Premier·ère Adjoint·e – Gouvernance de la qualité médicale / Medical Quality Governance (MQG) Senior Associate

Pfizer•Kirkland, QC

2d•$69,750 - $116,250•Hybrid

About The Position

The Medical Quality Governance (MQG) Senior Associate supports Medical Quality, Audit/Inspection Readiness and Risk Mitigation across all Medical Affairs’ therapeutic areas/categories for Pfizer Country Medical Operations. The MQG Senior Associate scope spans the local areas that are in scope of the Global Medical Affairs Quality Oversight Committee (MA QOC) and Cross-Functional Processes with medical involvement or inspection risk, based on the agreement with the Business Process Owner (BPO), International Medical Quality Governance (IMQG) and/ or country needs. The MQG Senior Associate receives functional oversight from the in-country Senior MQGM. The MQG Senior Associate is expected to interact closely with the in-country Medical Organizations, the Platform Line organizations, other Quality and Compliance representatives (e.g., Commercial Quality), and may participate in relevant country medical and quality / compliance teams or communities.

Requirements

University Degree (e.g., bachelor’s in health sciences)
Knowledge and understanding of document management in a regulated environment
Knowledge and understanding of Quality systems, processes, audits and inspections
Ability to work to tight timescales and prioritize own work.
Fluency in English.
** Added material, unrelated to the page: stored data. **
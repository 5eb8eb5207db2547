#![cfg_attr(feature = "fail-on-warnings", deny(warnings))]
#![warn(clippy::all, clippy::pedantic, clippy::nursery, clippy::cargo)]
#![allow(clippy::multiple_crate_versions, clippy::cargo_common_metadata)]

//! Entry point for the house price API server.

use clap::Parser;
use house_price_server::StartupError;

#[derive(Parser)]
#[command(name = "house_price_server", about = "House price prediction API server")]
struct Cli {
    /// Prompt for bind address, port and allowed origin before starting
    #[arg(long)]
    interactive: bool,
}

#[actix_web::main]
async fn main() -> Result<(), StartupError> {
    let cli = Cli::parse();

    if cli.interactive {
        house_price_server::interactive::run().await
    } else {
        house_price_server::run_server().await
    }
}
Bilingualism is an asset (French and English)
Project management-related skills
Ability to work independently
Excellent interpersonal, organizational and communication skills (both verbal and written)
Strong analytical and systematic skills with a process-oriented mindset; a problem solver focused on delivering results.
Experience in using a range of digital platforms
Confident and competent with digital compliance requirements.

Nice To Haves

Bilingualism (French and English) is an asset

Responsibilities

Support local Level 1 Medical Quality Oversight and Business Support at the market level
Contribute to the development of country medical quality strategic initiatives based on risk and business needs, in close collaboration with local medical management, IMQG, and other key stakeholders (e.g., Platform Line management [Safety, Regulatory])
Support the execution of Global Quality Plans. Collaborate to the development and maintenance of the Country Operational Plan, as applicable
Demonstrate MQG value proposition to internal stakeholders and external customers
Identify and report adverse events and product complaints as per Corporate and Regulatory standard procedure, including Your Reporting Responsibilities (YRR) training.
Support continuous medical inspection readiness efforts in collaboration with applicable headquarters inspection management teams, Medical Affairs therapeutic areas/categories, and Platform Line representatives
Assist with the development and maintenance of the in-country Regulatory Inspection Site Notification Plan
Provide support for the coordination of Regulatory Quality Assurance (RQA) Pfizer Country Office (PCO) audits and Vendor Audits (vendor audits if in IMQG remit, depending on scope), including management of audit Corrective & Preventive Actions (CAPAs)
Support Corporate Audit requests within scope of IMQG, as appropriate
Support external inspections, as appropriate in partnership with global inspection management teams
Assist with the maintenance of professional records for Medical Affairs colleagues.
Support effective management of Quality Events (QE) and CAPAs for PCO scoped QEs within MQG remit and act as the Business Line Quality Group role
Assist with the monitoring of PCO QEs and CAPA performance
Collaborate with local QMS01 expert(s) and build PCO awareness on issue escalation & remediation requirements in partnership with other quality lines (e.g., CQ).
Support the process for impact assessment of new or revised regulatory requirements and legislation impacting the medical Quality Management System (QMS)
Contribute to the development, implementation, and maintenance of in-country controlled documents within the scope of QMS04-GSOP and within MQGM remit in collaboration with relevant Subject Matter Experts (SME)
Act as local expert on QMS04-GSOP and ensure local controlled clinical and medical documents (LCMCDs) within MQGM remit follow applicable Pfizer policies and procedures and regulatory requirements
Facilitate local implementation of global SOPs and ensure relevant communication is cascaded accordingly
Provide input to draft Global Policies/SOPs/Work Instructions and related training materials offering the country perspective and local impact.
Act as a local Subject Matter Expert on QMS07-GSOP, local training management and Pfizer’s Global Learning Management System
Assist local Senior MQGM with development & maintenance of local job roles (to match the Global roles or stand-alone job roles) based on Canadian training needs
Support assignment of local/global job roles to respective groups accordingly
In collaboration with Senior MQGM and local Management, identify additional training needs on quality-related areas (in addition to the Learning Management System mandatory requirements in place); facilitate / support / conduct of additional training for identified areas
Supports training completion compliance for in-country Medical Affairs, where needed.
Participate in, and sometimes lead, ad hoc projects initiated by the MQG Team, to assist the effectiveness of the team, utilizing specialist knowledge of global and local electronic systems and processes.